In this way, for Ausuel teaching was a process by which the student is helped to continue increasing and perfecting the knowledge he already has, instead of imposing on him a syllabus that must be memorized. Education could not be a one-way data transmission.

Meaningful learning

The idea of ​​meaningful learning that Ausubel worked with is the following: true knowledge can only be born when the new content has a meaning in light of the knowledge you already have.

In other words, learning means that new learning connects with previous ones; not because they are the same, but because they have to do with them in a way that creates a new meaning.

That is why new knowledge fits into old knowledge, but the latter, at the same time, is reconfigured by the former. In other words, neither the new learning is assimilated in the literal way in which it appears in the study plans, nor is the old knowledge unchanged. In turn, the new information assimilated makes the previous knowledge more stable and complete.

The Assimilation Theory

Assimilation Theory allows us to understand the fundamental pillar of meaningful learning: how new knowledge is integrated into old ones.

Assimilation occurs when new information is integrated into a more general cognitive structure, so that there is continuity between them and one serves as an expansion of the other.

For example, if Lamarck’s Theory is known, so that a model of evolution is already understood, then it is easier to understand the Theory of Biological Evolution inherited from Darwinism.

Obliterative assimilation

But the meaningful learning process doesn’t end there. At first, each time you want to remember new information, you can act as if it were a separate entity from the more general cognitive framework in which it is embedded. However, with the passage of time both contents merge into one, so that only one can no longer be evoked, understanding it as an entity separate from the other.

In a way, the new knowledge that was learned at the beginning is forgotten as such, and in its place appears a set of information that is qualitatively different.

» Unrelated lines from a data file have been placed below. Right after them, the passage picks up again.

//! Outbound write multiplexing.
//!
//! Provides:
//! - Per-shard spin locks and getter buffers
//! - The shared write queue with its single drain task
//! - The connection writer boundary

pub mod conn;
pub mod queue;
pub mod shard;
pub mod spin;

pub use conn::{ConnError, ConnWriter, IoConnWriter};
pub use queue::{MuxConfig, MuxError, QueueStats, SharedQueue};
pub use shard::BufferGetter;
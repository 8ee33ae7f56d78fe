//! Shard store: one getter buffer per shard.

use bytes::Bytes;

use super::spin::SpinLockArray;

/// Deferred write producer.
///
/// Invoked once by the drain task. `None` means there is nothing to write.
pub type BufferGetter = Box<dyn FnOnce() -> Option<Bytes> + Send + 'static>;

/// `size` append-only getter buffers guarded by per-shard spin locks.
pub struct ShardStore {
    shards: SpinLockArray<Vec<BufferGetter>>,
}

impl ShardStore {
    /// Create a store with `size` shards, each preallocated for `capacity`
    /// getters.
    pub fn new(size: usize, capacity: usize) -> Self {
        Self {
            shards: SpinLockArray::new(size, |_| Vec::with_capacity(capacity)),
        }
    }

    pub fn size(&self) -> usize {
        self.shards.len()
    }

    /// Append getters to `shard`.
    ///
    /// Returns `true` when the shard was empty before the append, making the
    /// caller responsible for scheduling a drain.
    ///
    /// The iterator is drained before the lock is taken, so caller code never
    /// runs inside the critical section.
    pub fn append<I>(&self, shard: usize, getters: I) -> bool
    where
        I: IntoIterator<Item = BufferGetter>,
    {
        let mut batch: Vec<BufferGetter> = getters.into_iter().collect();
        let mut buf = self.shards.lock(shard);
        let was_empty = buf.is_empty();
        buf.append(&mut batch);
        was_empty
    }

    /// Exchange the contents of `shard` with `swap`.
    ///
    /// `swap` must be empty on entry; on return it holds the drained getters
    /// and the shard holds the (empty) former swap allocation.
    pub fn swap(&self, shard: usize, swap: &mut Vec<BufferGetter>) {
        debug_assert!(swap.is_empty());
        let mut buf = self.shards.lock(shard);
        std::mem::swap(&mut *buf, swap);
    }

    /// Number of getters currently buffered in `shard`.
    pub fn pending(&self, shard: usize) -> usize {
        self.shards.lock(shard).len()
    }

    pub fn lock_conflicts(&self) -> u64 {
        self.shards.conflicts()
    }
}
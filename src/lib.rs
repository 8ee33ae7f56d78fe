//! sluice-mux: the transport concurrency core of an RPC framework.
//!
//! Many logical streams share one physical connection. Outbound, callers
//! hand deferred writes to a sharded queue that a single drain task batches
//! onto the connection. Inbound, each stream's data is queued in arrival
//! order and read through a blocking reader that reports consumed bytes for
//! flow control.
//!
//! # Modules
//!
//! - [`mux`]: Sharded write multiplexing and the connection writer boundary
//! - [`recv`]: Inbound buffering, blocking reads and cancellation
//! - [`stream`]: Per-call reader facade
//! - [`flow`]: Window update coalescing
//! - [`config`]: CLI and environment configuration
//! - [`loopback`]: End-to-end loopback benchmark
//! - [`observability`]: Metrics and tracing setup

// Lint configuration
#![warn(clippy::all)]
#![allow(
    clippy::module_name_repetitions, // mux::MuxConfig is fine
    clippy::must_use_candidate,      // Not all functions need #[must_use]
    clippy::missing_errors_doc,      // Error docs can be verbose
    clippy::len_without_is_empty,    // Readers expose len for buffered bytes
    clippy::cast_possible_truncation // Frame lengths are bounded by config
)]

pub mod config;
pub mod flow;
pub mod loopback;
pub mod mux;
pub mod observability;
pub mod recv;
pub mod stream;

pub use mux::{BufferGetter, ConnWriter, MuxConfig, SharedQueue};
pub use recv::{CallContext, RecvBuffer, RecvMsg, StreamError};
pub use stream::Stream;
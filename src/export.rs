//! Plain-text export of a finished report

use crate::errors::Result;
use crate::types::Report;
use std::fs;
use std::path::{Path, PathBuf};

/// File name for an exported report: `{industry}_market_report.txt`
///
/// Path separators and control characters in the industry name become `_`.
pub fn report_file_name(industry: &str) -> String {
    let safe: String = industry
        .trim()
        .chars()
        .map(|c| match c {
            '/' | '\\' | ':' | '\0' => '_',
            c if c.is_control() => '_',
            c => c,
        })
        .collect();
    format!("{}_market_report.txt", safe)
}

/// Write `report.text` verbatim into `dir`, returning the file path
pub fn write_report(dir: &Path, industry: &str, report: &Report) -> Result<PathBuf> {
    fs::create_dir_all(dir)?;
    let path = dir.join(report_file_name(industry));
    fs::write(&path, &report.text)?;
    tracing::info!(path = %path.display(), "report written");
    Ok(path)
}

#[cfg(test)]
mod tests {
    use super::*;
    use tempfile::TempDir;

    #[test]
    fn test_report_file_name() {
        assert_eq!(report_file_name("Healthcare"), "Healthcare_market_report.txt");
        assert_eq!(
            report_file_name("Oil & Gas"),
            "Oil & Gas_market_report.txt"
        );
        assert_eq!(
            report_file_name("IT/Software"),
            "IT_Software_market_report.txt"
        );
    }

    #[test]
    fn test_write_report_verbatim() {
        let dir = TempDir::new().unwrap();
        let report = Report::new("Healthcare", "## Overview\nHealth care is big.", 500);

        let path = write_report(dir.path(), "Healthcare", &report).unwrap();
        assert!(path.ends_with("Healthcare_market_report.txt"));
        assert_eq!(fs::read_to_string(path).unwrap(), report.text);
    }
}
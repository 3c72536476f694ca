//! Line input for the interactive session (rustyline)

use anyhow::{anyhow, Result};
use rustyline::error::ReadlineError;
use rustyline::history::History;
use rustyline::DefaultEditor;
use std::path::PathBuf;

const PROMPT: &str = "marketscout> ";

/// What the user typed, or why there is nothing to read
#[derive(Debug, Clone, PartialEq, Eq)]
pub enum InputEvent {
    Line(String),
    /// Ctrl-C: abandon the current line, keep the session
    Interrupted,
    /// Ctrl-D: end the session
    Eof,
}

/// Readline wrapper with optional on-disk history
pub struct InputHandler {
    editor: DefaultEditor,
    history_path: Option<PathBuf>,
}

impl InputHandler {
    pub fn new() -> Result<Self> {
        Ok(InputHandler {
            editor: DefaultEditor::new()?,
            history_path: None,
        })
    }

    /// Load history from `history_file` if it exists; saved on [`Self::save_history`]
    pub fn with_history(history_file: PathBuf) -> Result<Self> {
        let mut editor = DefaultEditor::new()?;
        if history_file.exists() {
            // A corrupt history file should not block the session
            if let Err(e) = editor.load_history(&history_file) {
                tracing::warn!(error = %e, "could not load history");
            }
        }

        Ok(InputHandler {
            editor,
            history_path: Some(history_file),
        })
    }

    pub fn read(&mut self) -> Result<InputEvent> {
        match self.editor.readline(PROMPT) {
            Ok(line) => {
                let trimmed = line.trim().to_string();
                if !trimmed.is_empty() {
                    let _ = self.editor.add_history_entry(trimmed.as_str());
                }
                Ok(InputEvent::Line(trimmed))
            }
            Err(ReadlineError::Interrupted) => Ok(InputEvent::Interrupted),
            Err(ReadlineError::Eof) => Ok(InputEvent::Eof),
            Err(err) => Err(anyhow!("Readline error: {}", err)),
        }
    }

    pub fn save_history(&mut self) -> Result<()> {
        if let Some(path) = &self.history_path {
            if let Some(parent) = path.parent() {
                std::fs::create_dir_all(parent)?;
            }
            self.editor.save_history(path)?;
        }
        Ok(())
    }

    pub fn history_len(&self) -> usize {
        self.editor.history().len()
    }
}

This process of forgetting is called by Ausubel “obliterating assimilation”.

What is not meaningful learning?

To better understand David Ausubel’s concept of meaningful learning, it can help to know what the opposite version consists of: machine learning, also called rote learning by this same researcher.

It is a concept closely linked to passive learning, which many times occurs even unintentionally due to simple exposure to repeated concepts that leave their mark on our brain.

Rote learning

In rote learning, new content is accumulated in memory without being linked to old knowledge through meaning.

This kind of learning differs from meaningful learning not only because it does not help expand real knowledge, but also because new information is more volatile and easy to forget.

For example, learning the names of the Autonomous Communities of Spain by memorizing the words in a list is an example of rote learning.

However, machine learning is not useless at all, but it makes some sense at certain stages of development to learn certain data. However, it is insufficient to generate complex and elaborate knowledge.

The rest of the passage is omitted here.